Os insectos passam-na uns aos outros
As vassouras varrem-na
Tu sim, tu; mas eu não tem
Eva sou eu
orfã da ideia
saída, portas fechadas
Já não agarra, Iniji
Iniji fala com palavras
que não são as suas palavras
Djã
Djã Djã
Djã dã dã
que tornam Iniji inânime
sem regresso nos carris de Irritilili
Quantos vespões no verão da sua cabeça
Não te detenhas nele, Iniji
Se tu vais Njeu
Njá vá dá
Se tu não njá
njarrá rá vais
Reboques
que a rebocam
que ela reboca
Aonde regressar?
Foi-se o coração do quarto
Repetição sempre repetida
Oh Dormir, dormir numa ânfora
Paralisia nas águas
Paralisia nos campos
Sofre-se aqui a suprema fealdade
o ataque das agulhas voadoras
O avesso do perfume, não sabem, eles
O raio não é feito para cabeças de crianças
mas está lá
recreando-se, para ele, para nada, para criar um trovão
As montanhas de Niniji estão condenadas
Recôncavos, depressões, poços
Segundo o mundo, os males
Fechou-se a porta das viagens
no túmulo jaz Iniji
Misturados ao insalubre dos fundos
contrários caracteres ficaram nela,
o torturante do fogo junto ao monótono da água
junto ao inconsistente, ao imperceptível do ar.
E sempre
o corpo sem vida como a rotação da mó
Lá onde não exite nenhuma clareira
nascentes, oferendas
os infindáveis bordados da teia da aranha invisível
tecem árvores com os meus pensamentos
não posso fazer nada
Somente as amarguras grandes
somente a contínua continuação
As escalas devoram a melodia
debaixo do tecto, o telhado
debaixo do soalho, o leito
na estopa os sinos
Uma salamandra devorou o meu fogo...
Este coração já não se entende com os corações este coração
não reconhece ninguém na turba dos corações
Corações cheios de gritos, de ruídos,
de bandeiras
este coração não é desenvolto com estes corações
este coração esconde-se destes corações
este coração não se compraz com estes corações.

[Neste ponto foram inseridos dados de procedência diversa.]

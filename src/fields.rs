//! Soil/crop parameter record and its validation rules.
//!
//! A parameter record is a name → value map. Names match the backend's
//! column names ("Nitrogen", "Soil Type", ...) because the same map is posted
//! to the prediction service and stored with each recommendation.

use serde::{Deserialize, Serialize};
use std::collections::BTreeMap;
use std::fmt;

pub const TEMPERATURE: &str = "Temperature";
pub const HUMIDITY: &str = "Humidity";
pub const MOISTURE: &str = "Moisture";
pub const NITROGEN: &str = "Nitrogen";
pub const PHOSPHORUS: &str = "Phosphorus";
pub const POTASSIUM: &str = "Potassium";
pub const SOIL_TYPE: &str = "Soil Type";
pub const CROP_TYPE: &str = "Crop Type";

/// Field every prediction request must carry
pub const REQUIRED_FIELDS: [&str; 8] = [
    TEMPERATURE,
    HUMIDITY,
    MOISTURE,
    NITROGEN,
    PHOSPHORUS,
    POTASSIUM,
    SOIL_TYPE,
    CROP_TYPE,
];

/// One parameter value: numeric or categorical
#[derive(Debug, Clone, PartialEq, Serialize, Deserialize)]
#[serde(untagged)]
pub enum InputValue {
    Number(f64),
    Text(String),
}

impl InputValue {
    /// Numeric view of the value; text is parsed after trimming
    pub fn as_number(&self) -> Option<f64> {
        match self {
            Self::Number(n) => Some(*n),
            Self::Text(s) => s.trim().parse().ok(),
        }
    }

    /// True for text that is empty after trimming
    pub fn is_blank(&self) -> bool {
        matches!(self, Self::Text(s) if s.trim().is_empty())
    }
}

impl fmt::Display for InputValue {
    fn fmt(&self, f: &mut fmt::Formatter<'_>) -> fmt::Result {
        match self {
            Self::Number(n) => write!(f, "{n}"),
            Self::Text(s) => f.write_str(s),
        }
    }
}

impl From<f64> for InputValue {
    fn from(n: f64) -> Self {
        Self::Number(n)
    }
}

impl From<&str> for InputValue {
    fn from(s: &str) -> Self {
        Self::Text(s.to_string())
    }
}

impl From<String> for InputValue {
    fn from(s: String) -> Self {
        Self::Text(s)
    }
}

/// Parameter record: field name → value
pub type Inputs = BTreeMap<String, InputValue>;

/// Realistic bounds for a numeric field (inclusive)
#[derive(Debug, Clone, Copy, PartialEq)]
pub struct FieldRange {
    pub min: f64,
    pub max: f64,
    pub unit: &'static str,
}

impl FieldRange {
    pub fn contains(&self, value: f64) -> bool {
        value >= self.min && value <= self.max
    }
}

impl fmt::Display for FieldRange {
    fn fmt(&self, f: &mut fmt::Formatter<'_>) -> fmt::Result {
        write!(
            f,
            "Value should be between {} and {} {}",
            self.min, self.max, self.unit
        )
    }
}

/// Declared range for a numeric field, `None` for categorical fields
pub fn range_for(field: &str) -> Option<FieldRange> {
    let (min, max, unit) = match field {
        TEMPERATURE => (-10.0, 50.0, "°C"),
        HUMIDITY => (0.0, 100.0, "%"),
        MOISTURE => (0.0, 100.0, "%"),
        NITROGEN => (0.0, 500.0, "kg/ha"),
        PHOSPHORUS => (0.0, 200.0, "kg/ha"),
        POTASSIUM => (0.0, 300.0, "kg/ha"),
        _ => return None,
    };
    Some(FieldRange { min, max, unit })
}

/// One reason a field failed validation
#[derive(Debug, Clone, PartialEq)]
pub enum FieldProblem {
    Missing { field: String },
    NotNumeric { field: String, value: String },
    OutOfRange { field: String, value: f64, range: FieldRange },
}

impl FieldProblem {
    pub fn field(&self) -> &str {
        match self {
            Self::Missing { field } | Self::NotNumeric { field, .. } => field,
            Self::OutOfRange { field, .. } => field,
        }
    }
}

impl fmt::Display for FieldProblem {
    fn fmt(&self, f: &mut fmt::Formatter<'_>) -> fmt::Result {
        match self {
            Self::Missing { field } => write!(f, "{field}: required"),
            Self::NotNumeric { field, value } => write!(f, "{field}: '{value}' is not a number"),
            Self::OutOfRange { field, range, .. } => write!(f, "{field}: {range}"),
        }
    }
}

/// Local, recoverable input error. Never reaches a service.
#[derive(Debug, Clone, PartialEq, thiserror::Error)]
#[error("Please fill in all required fields with valid values.")]
pub struct ValidationError {
    pub problems: Vec<FieldProblem>,
}

/// Check required fields and declared ranges, collecting every problem
pub fn validate(inputs: &Inputs) -> Result<(), ValidationError> {
    let mut problems = Vec::new();

    for field in REQUIRED_FIELDS {
        let value = match inputs.get(field) {
            Some(v) if !v.is_blank() => v,
            _ => {
                problems.push(FieldProblem::Missing {
                    field: field.to_string(),
                });
                continue;
            }
        };

        let Some(range) = range_for(field) else {
            continue;
        };

        match value.as_number() {
            Some(n) if !n.is_finite() || !range.contains(n) => {
                problems.push(FieldProblem::OutOfRange {
                    field: field.to_string(),
                    value: n,
                    range,
                });
            }
            Some(_) => {}
            None => problems.push(FieldProblem::NotNumeric {
                field: field.to_string(),
                value: value.to_string(),
            }),
        }
    }

    if problems.is_empty() {
        Ok(())
    } else {
        Err(ValidationError { problems })
    }
}

/// Typed soil/crop reading as entered on the recommendation form
#[derive(Debug, Clone, PartialEq)]
pub struct SoilReading {
    pub temperature: f64,
    pub humidity: f64,
    pub moisture: f64,
    pub nitrogen: f64,
    pub phosphorus: f64,
    pub potassium: f64,
    pub soil_type: String,
    pub crop_type: String,
}

impl SoilReading {
    /// Convert to the name → value map used on the wire and in history
    pub fn to_inputs(&self) -> Inputs {
        let mut inputs = Inputs::new();
        inputs.insert(TEMPERATURE.into(), self.temperature.into());
        inputs.insert(HUMIDITY.into(), self.humidity.into());
        inputs.insert(MOISTURE.into(), self.moisture.into());
        inputs.insert(NITROGEN.into(), self.nitrogen.into());
        inputs.insert(PHOSPHORUS.into(), self.phosphorus.into());
        inputs.insert(POTASSIUM.into(), self.potassium.into());
        inputs.insert(SOIL_TYPE.into(), self.soil_type.trim().into());
        inputs.insert(CROP_TYPE.into(), self.crop_type.trim().into());
        inputs
    }
}
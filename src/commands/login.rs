use agrosmart::advisor::Advisor;
use agrosmart::config::Config;
use anyhow::Result;

/// Check credentials against the auth service
pub fn execute(config: &Config, username: Option<String>) -> Result<i32> {
    let client = super::connect(config)?;
    let mut history = super::open_history(config);
    let advisor = Advisor::new(&client, &mut history);

    if super::authenticate(&advisor, config, username)? {
        Ok(0)
    } else {
        Ok(1)
    }
}
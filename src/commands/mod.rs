pub mod carbon;
pub mod clear;
pub mod config;
pub mod export;
pub mod history;
pub mod login;
pub mod recommend;

use agrosmart::advisor::Advisor;
use agrosmart::config::{Config, ENV_PASSWORD};
use agrosmart::fields::ValidationError;
use agrosmart::service::{self, Client, LoginOutcome};
use agrosmart::{HistoryStore, StorageBackend};
use anyhow::{Context, Result};
use colored::*;
use console::Term;
use tracing::debug;

/// Open the history store backing this invocation
pub fn open_history(config: &Config) -> HistoryStore {
    HistoryStore::open(StorageBackend::open_file(config.data_dir()))
}

/// Build the backend client from config
pub fn connect(config: &Config) -> Result<Client> {
    service::connect(config)
        .with_context(|| format!("Failed to set up client for {}", config.server))
}

pub fn success(message: &str) {
    println!("{} {}", "✓".green().bold(), message.green());
}

pub fn warning(message: &str) {
    println!("{} {}", "!".yellow().bold(), message.yellow());
}

pub fn failure(message: &str) {
    eprintln!("{} {}", "✗".red().bold(), message.red());
}

/// Print a validation banner followed by one line per bad field
pub fn report_validation(err: &ValidationError) {
    failure(&err.to_string());
    for problem in &err.problems {
        eprintln!("  - {}", problem);
    }
}

/// Resolve credentials: explicit username, then config, then prompt.
/// The password comes from `AGROSMART_PASSWORD` or a masked prompt.
fn credentials(config: &Config, username: Option<String>) -> Result<(String, String)> {
    let term = Term::stderr();

    let username = match username.or_else(|| config.username.clone()) {
        Some(name) => name,
        None => {
            term.write_str("Username: ")?;
            term.read_line().context("Failed to read username")?
        }
    };

    let password = match std::env::var(ENV_PASSWORD) {
        Ok(password) => password,
        Err(_) => {
            term.write_str("Password: ")?;
            term.read_secure_line().context("Failed to read password")?
        }
    };

    Ok((username, password))
}

/// Log in through the advisor, printing the outcome. Returns true when signed in.
pub fn authenticate(
    advisor: &Advisor<'_>,
    config: &Config,
    username: Option<String>,
) -> Result<bool> {
    let (username, password) = credentials(config, username)?;

    match advisor.login(&username, &password) {
        Ok(LoginOutcome::Authenticated { location }) => {
            debug!(%location, "redirected after login");
            success(&format!("Signed in as {}", username.trim()));
            Ok(true)
        }
        Ok(LoginOutcome::Rejected) => {
            failure("Invalid username or password");
            Ok(false)
        }
        Ok(LoginOutcome::Unconfirmed) => {
            warning("The server did not confirm the login");
            Ok(false)
        }
        Err(e) => {
            failure(&e.to_string());
            Ok(false)
        }
    }
}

Oh cortinas, cortinas e ninguém vê Iniji
Stella, Stella constelada
já te não levantas para mim, Aurora
Tão pesados
tão pesados
tão taciturnos seus monumentos
tão impérios, tão quadriláteros
tão esmagadores bárbaros, tão vociferantes,
e nós tão nenúfar
tão espiga ao vento
tão longe do cortejo
tão mal na cerimónia
tão pouco da nossa idade e tanto a passear
tão farinha
tão peneirada
e sempre na peneira
asas de morcego
batendo sempre contra a cara
Bifurcações
e desuniu-se o uno
liames ligam lugares Lorenzo
O cisne erguido ao rés das águas não disse «minha filha»
Porque os gelos
porque a fuga dos espíritos
aconteceu
Quem agora há-de aportar à ilha?
As formas fogem em farrapos
mergulham, alongam-se, deformam-se
luas nos bordos de uma nuvem negra.
Tiram-se as luvas cheias de sangue
tira-se a camisa cheia de sangue
ah lasciate
lasciate
Silêncio
silêncio
Deixai-me nadar pelas paredes fora
Ouço murmúrios que me chamam
É ele. É o momento.
Enfim!
Espelhos recolhem-nos
Espelhos trocam-nos
a perdida deste mundo, a morte do outro mundo
Deixai-nos
Rorraá Roá Roarrá Rorrâã
Hoarre hoâã
Tornou-se depois tudo tão duro
tão detestável
velha mão nodosa
sobre um rosto de têmporas raiadas de veias
outrora
o rio de júbilo não tinha o leito ressequido
Iniji não vivia ainda atrás das portas de chumbo
Não acontecera ainda.
Vida, extremidade de um galho...
Ah o terrível, o trémulo que tão fácil dissipa o universo inteiro
Estes esgares à minha roda
sempre, sempre
que desejam eles?
Papéis sempre sempre redistribuídos
perdizes, folhas, loucas
Vapor
apenas vapor
pode acaso o vapor voltar a ser migração?
o fio passa
repassa
fio sem fim a fiar-se
casulo que me enclausura
Ah! O Juízo
sofrida sentença semelhante à síncope
vagas fustigantes
dedos aduncos
tudo são tormentos para a órfã
Iniji hóspeda efémera das covas,
pais, pinças, palavras
Eis a estrada longínqua que não vem de volta.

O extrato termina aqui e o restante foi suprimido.